*EXERCISE INSTRUCTIONS*.
Copy every line below precisely, leaving nothing out.

*PROVIDED RECORDS*.
━━━━━━━━━━━━━━━━
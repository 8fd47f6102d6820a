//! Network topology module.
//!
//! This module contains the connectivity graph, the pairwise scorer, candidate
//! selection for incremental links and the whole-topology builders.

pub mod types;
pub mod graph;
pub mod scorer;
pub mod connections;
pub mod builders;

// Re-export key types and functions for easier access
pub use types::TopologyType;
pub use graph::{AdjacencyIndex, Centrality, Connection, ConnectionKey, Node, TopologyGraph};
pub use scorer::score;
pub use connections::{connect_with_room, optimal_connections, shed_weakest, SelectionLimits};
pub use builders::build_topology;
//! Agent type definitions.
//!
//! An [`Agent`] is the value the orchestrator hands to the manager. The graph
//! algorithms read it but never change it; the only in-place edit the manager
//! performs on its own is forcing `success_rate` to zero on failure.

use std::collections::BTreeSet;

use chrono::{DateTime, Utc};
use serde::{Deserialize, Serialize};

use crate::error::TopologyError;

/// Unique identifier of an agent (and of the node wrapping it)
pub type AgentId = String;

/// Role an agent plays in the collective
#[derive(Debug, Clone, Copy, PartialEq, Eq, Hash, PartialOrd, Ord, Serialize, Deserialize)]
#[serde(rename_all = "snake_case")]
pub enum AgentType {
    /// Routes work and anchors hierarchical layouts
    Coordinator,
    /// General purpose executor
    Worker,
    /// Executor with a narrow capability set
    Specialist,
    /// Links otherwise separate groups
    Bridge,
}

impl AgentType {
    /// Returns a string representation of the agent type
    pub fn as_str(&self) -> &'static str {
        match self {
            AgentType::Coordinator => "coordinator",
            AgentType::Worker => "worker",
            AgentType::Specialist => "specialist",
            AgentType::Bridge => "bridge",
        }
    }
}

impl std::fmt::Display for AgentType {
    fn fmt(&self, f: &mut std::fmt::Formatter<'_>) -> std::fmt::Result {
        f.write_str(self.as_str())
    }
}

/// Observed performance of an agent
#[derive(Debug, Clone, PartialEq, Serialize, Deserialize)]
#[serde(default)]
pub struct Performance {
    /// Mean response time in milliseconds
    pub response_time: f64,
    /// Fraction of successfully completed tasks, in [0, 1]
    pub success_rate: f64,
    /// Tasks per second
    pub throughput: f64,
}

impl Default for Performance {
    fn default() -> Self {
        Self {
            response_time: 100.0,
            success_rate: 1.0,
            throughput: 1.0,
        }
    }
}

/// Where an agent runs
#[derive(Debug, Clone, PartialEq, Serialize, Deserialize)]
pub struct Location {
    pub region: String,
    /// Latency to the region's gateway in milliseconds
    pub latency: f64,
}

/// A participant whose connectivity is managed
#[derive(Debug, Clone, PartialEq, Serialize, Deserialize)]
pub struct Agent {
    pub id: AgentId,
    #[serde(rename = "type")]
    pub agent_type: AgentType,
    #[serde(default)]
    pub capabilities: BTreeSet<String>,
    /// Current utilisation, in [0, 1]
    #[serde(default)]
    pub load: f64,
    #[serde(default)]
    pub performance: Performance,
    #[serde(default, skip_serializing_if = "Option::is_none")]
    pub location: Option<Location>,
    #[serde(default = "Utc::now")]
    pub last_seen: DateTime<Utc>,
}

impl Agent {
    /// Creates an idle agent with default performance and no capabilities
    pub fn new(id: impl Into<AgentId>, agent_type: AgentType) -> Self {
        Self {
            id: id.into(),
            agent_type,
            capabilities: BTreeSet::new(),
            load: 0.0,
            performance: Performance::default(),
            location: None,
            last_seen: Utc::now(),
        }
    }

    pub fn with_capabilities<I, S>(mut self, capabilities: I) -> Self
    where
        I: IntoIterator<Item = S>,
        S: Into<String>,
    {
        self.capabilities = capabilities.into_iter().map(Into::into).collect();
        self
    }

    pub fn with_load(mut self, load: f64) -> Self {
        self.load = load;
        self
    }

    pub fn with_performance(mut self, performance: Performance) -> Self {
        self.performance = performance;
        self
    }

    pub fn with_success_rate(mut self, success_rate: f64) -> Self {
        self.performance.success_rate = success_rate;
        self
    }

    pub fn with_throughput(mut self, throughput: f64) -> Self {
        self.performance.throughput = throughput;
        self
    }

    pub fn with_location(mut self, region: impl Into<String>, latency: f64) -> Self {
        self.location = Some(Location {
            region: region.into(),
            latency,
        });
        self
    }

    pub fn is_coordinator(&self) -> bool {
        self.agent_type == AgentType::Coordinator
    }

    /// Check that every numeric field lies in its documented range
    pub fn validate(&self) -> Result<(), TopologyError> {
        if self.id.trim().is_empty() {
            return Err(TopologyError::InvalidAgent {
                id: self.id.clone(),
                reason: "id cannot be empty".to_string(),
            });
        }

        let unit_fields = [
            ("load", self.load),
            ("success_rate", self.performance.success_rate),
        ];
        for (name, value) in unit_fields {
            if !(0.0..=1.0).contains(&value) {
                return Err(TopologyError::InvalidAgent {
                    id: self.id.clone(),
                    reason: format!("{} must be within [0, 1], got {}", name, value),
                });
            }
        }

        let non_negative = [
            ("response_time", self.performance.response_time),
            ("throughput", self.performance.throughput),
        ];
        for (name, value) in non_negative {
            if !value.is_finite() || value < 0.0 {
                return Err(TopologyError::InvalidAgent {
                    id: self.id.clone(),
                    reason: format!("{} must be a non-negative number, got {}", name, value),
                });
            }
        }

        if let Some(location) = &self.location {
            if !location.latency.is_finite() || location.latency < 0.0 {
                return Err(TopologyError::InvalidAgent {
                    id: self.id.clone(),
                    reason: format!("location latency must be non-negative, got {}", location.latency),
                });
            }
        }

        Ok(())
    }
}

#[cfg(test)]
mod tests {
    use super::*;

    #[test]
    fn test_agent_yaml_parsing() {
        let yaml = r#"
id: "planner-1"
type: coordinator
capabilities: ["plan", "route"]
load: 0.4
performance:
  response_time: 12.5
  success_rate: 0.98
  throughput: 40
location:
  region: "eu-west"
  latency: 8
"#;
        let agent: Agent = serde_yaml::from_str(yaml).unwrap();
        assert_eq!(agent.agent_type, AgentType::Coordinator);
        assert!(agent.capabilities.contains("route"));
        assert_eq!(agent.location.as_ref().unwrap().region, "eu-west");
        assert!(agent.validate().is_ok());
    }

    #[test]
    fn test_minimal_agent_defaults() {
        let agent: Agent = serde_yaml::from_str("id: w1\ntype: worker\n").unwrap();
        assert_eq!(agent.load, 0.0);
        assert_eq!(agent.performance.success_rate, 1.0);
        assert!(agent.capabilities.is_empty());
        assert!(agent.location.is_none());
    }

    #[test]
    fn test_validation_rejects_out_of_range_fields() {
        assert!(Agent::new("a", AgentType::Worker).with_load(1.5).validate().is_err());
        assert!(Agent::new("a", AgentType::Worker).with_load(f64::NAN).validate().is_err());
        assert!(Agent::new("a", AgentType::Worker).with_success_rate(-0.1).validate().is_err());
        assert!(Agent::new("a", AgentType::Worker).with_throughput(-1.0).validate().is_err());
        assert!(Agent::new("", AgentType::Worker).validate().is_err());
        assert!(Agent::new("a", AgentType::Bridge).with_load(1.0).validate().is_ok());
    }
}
━━━━━━━━━━━━━━━━
*RESULT FOR THIS TASK*.
repository 8fd47f6102d6820a
//! Network topology module.
//!
//! This module contains the connectivity graph, the pairwise scorer, candidate
//! selection for incremental links and the whole-topology builders.

pub mod types;
pub mod graph;
pub mod scorer;
pub mod connections;
pub mod builders;

// Re-export key types and functions for easier access
pub use types::TopologyType;
pub use graph::{AdjacencyIndex, Centrality, Connection, ConnectionKey, Node, TopologyGraph};
pub use scorer::score;
pub use connections::{connect_with_room, optimal_connections, shed_weakest, SelectionLimits};
pub use builders::build_topology;
//! Agent type definitions.
//!
//! An [`Agent`] is the value the orchestrator hands to the manager. The graph
//! algorithms read it but never change it; the only in-place edit the manager
//! performs on its own is forcing `success_rate` to zero on failure.

use std::collections::BTreeSet;

use chrono::{DateTime, Utc};
use serde::{Deserialize, Serialize};

use crate::error::TopologyError;

/// Unique identifier of an agent (and of the node wrapping it)
pub type AgentId = String;

/// Role an agent plays in the collective
#[derive(Debug, Clone, Copy, PartialEq, Eq, Hash, PartialOrd, Ord, Serialize, Deserialize)]
#[serde(rename_all = "snake_case")]
pub enum AgentType {
    /// Routes work and anchors hierarchical layouts
    Coordinator,
    /// General purpose executor
    Worker,
    /// Executor with a narrow capability set
    Specialist,
    /// Links otherwise separate groups
    Bridge,
}

impl AgentType {
    /// Returns a string representation of the agent type
    pub fn as_str(&self) -> &'static str {
        match self {
            AgentType::Coordinator => "coordinator",
            AgentType::Worker => "worker",
            AgentType::Specialist => "specialist",
            AgentType::Bridge => "bridge",
        }
    }
}

impl std::fmt::Display for AgentType {
    fn fmt(&self, f: &mut std::fmt::Formatter<'_>) -> std::fmt::Result {
        f.write_str(self.as_str())
    }
}

/// Observed performance of an agent
#[derive(Debug, Clone, PartialEq, Serialize, Deserialize)]
#[serde(default)]
pub struct Performance {
    /// Mean response time in milliseconds
    pub response_time: f64,
    /// Fraction of successfully completed tasks, in [0, 1]
    pub success_rate: f64,
    /// Tasks per second
    pub throughput: f64,
}

impl Default for Performance {
    fn default() -> Self {
        Self {
            response_time: 100.0,
            success_rate: 1.0,
            throughput: 1.0,
        }
    }
}

/// Where an agent runs
#[derive(Debug, Clone, PartialEq, Serialize, Deserialize)]
pub struct Location {
    pub region: String,
    /// Latency to the region's gateway in milliseconds
    pub latency: f64,
}

/// A participant whose connectivity is managed
#[derive(Debug, Clone, PartialEq, Serialize, Deserialize)]
pub struct Agent {
    pub id: AgentId,
    #[serde(rename = "type")]
    pub agent_type: AgentType,
    #[serde(default)]
    pub capabilities: BTreeSet<String>,
    /// Current utilisation, in [0, 1]
    #[serde(default)]
    pub load: f64,
    #[serde(default)]
    pub performance: Performance,
    #[serde(default, skip_serializing_if = "Option::is_none")]
    pub location: Option<Location>,
    #[serde(default = "Utc::now")]
    pub last_seen: DateTime<Utc>,
}

impl Agent {
    /// Creates an idle agent with default performance and no capabilities
    pub fn new(id: impl Into<AgentId>, agent_type: AgentType) -> Self {
        Self {
            id: id.into(),
            agent_type,
            capabilities: BTreeSet::new(),
            load: 0.0,
            performance: Performance::default(),
            location: None,
            last_seen: Utc::now(),
        }
    }

    pub fn with_capabilities<I, S>(mut self, capabilities: I) -> Self
    where
        I: IntoIterator<Item = S>,
        S: Into<String>,
    {
        self.capabilities = capabilities.into_iter().map(Into::into).collect();
        self
    }

    pub fn with_load(mut self, load: f64) -> Self {
        self.load = load;
        self
    }

    pub fn with_performance(mut self, performance: Performance) -> Self {
        self.performance = performance;
        self
    }

    pub fn with_success_rate(mut self, success_rate: f64) -> Self {
        self.performance.success_rate = success_rate;
        self
    }

    pub fn with_throughput(mut self, throughput: f64) -> Self {
        self.performance.throughput = throughput;
        self
    }

    pub fn with_location(mut self, region: impl Into<String>, latency: f64) -> Self {
        self.location = Some(Location {
            region: region.into(),
            latency,
        });
        self
    }

    pub fn is_coordinator(&self) -> bool {
        self.agent_type == AgentType::Coordinator
    }

    /// Check that every numeric field lies in its documented range
    pub fn validate(&self) -> Result<(), TopologyError> {
        if self.id.trim().is_empty() {
            return Err(TopologyError::InvalidAgent {
                id: self.id.clone(),
                reason: "id cannot be empty".to_string(),
            });
        }

        let unit_fields = [
            ("load", self.load),
            ("success_rate", self.performance.success_rate),
        ];
        for (name, value) in unit_fields {
            if !(0.0..=1.0).contains(&value) {
                return Err(TopologyError::InvalidAgent {
                    id: self.id.clone(),
                    reason: format!("{} must be within [0, 1], got {}", name, value),
                });
            }
        }

        let non_negative = [
            ("response_time", self.performance.response_time),
            ("throughput", self.performance.throughput),
        ];
        for (name, value) in non_negative {
            if !value.is_finite() || value < 0.0 {
                return Err(TopologyError::InvalidAgent {
                    id: self.id.clone(),
                    reason: format!("{} must be a non-negative number, got {}", name, value),
                });
            }
        }

        if let Some(location) = &self.location {
            if !location.latency.is_finite() || location.latency < 0.0 {
                return Err(TopologyError::InvalidAgent {
                    id: self.id.clone(),
                    reason: format!("location latency must be non-negative, got {}", location.latency),
                });
            }
        }

        Ok(())
    }
}

#[cfg(test)]
mod tests {
    use super::*;

    #[test]
    fn test_agent_yaml_parsing() {
        let yaml = r#"
id: "planner-1"
type: coordinator
capabilities: ["plan", "route"]
load: 0.4
performance:
  response_time: 12.5
  success_rate: 0.98
  throughput: 40
location:
  region: "eu-west"
  latency: 8
"#;
        let agent: Agent = serde_yaml::from_str(yaml).unwrap();
        assert_eq!(agent.agent_type, AgentType::Coordinator);
        assert!(agent.capabilities.contains("route"));
        assert_eq!(agent.location.as_ref().unwrap().region, "eu-west");
        assert!(agent.validate().is_ok());
    }

    #[test]
    fn test_minimal_agent_defaults() {
        let agent: Agent = serde_yaml::from_str("id: w1\ntype: worker\n").unwrap();
        assert_eq!(agent.load, 0.0);
        assert_eq!(agent.performance.success_rate, 1.0);
        assert!(agent.capabilities.is_empty());
        assert!(agent.location.is_none());
    }

    #[test]
    fn test_validation_rejects_out_of_range_fields() {
        assert!(Agent::new("a", AgentType::Worker).with_load(1.5).validate().is_err());
        assert!(Agent::new("a", AgentType::Worker).with_load(f64::NAN).validate().is_err());
        assert!(Agent::new("a", AgentType::Worker).with_success_rate(-0.1).validate().is_err());
        assert!(Agent::new("a", AgentType::Worker).with_throughput(-1.0).validate().is_err());
        assert!(Agent::new("", AgentType::Worker).validate().is_err());
        assert!(Agent::new("a", AgentType::Bridge).with_load(1.0).validate().is_ok());
    }
}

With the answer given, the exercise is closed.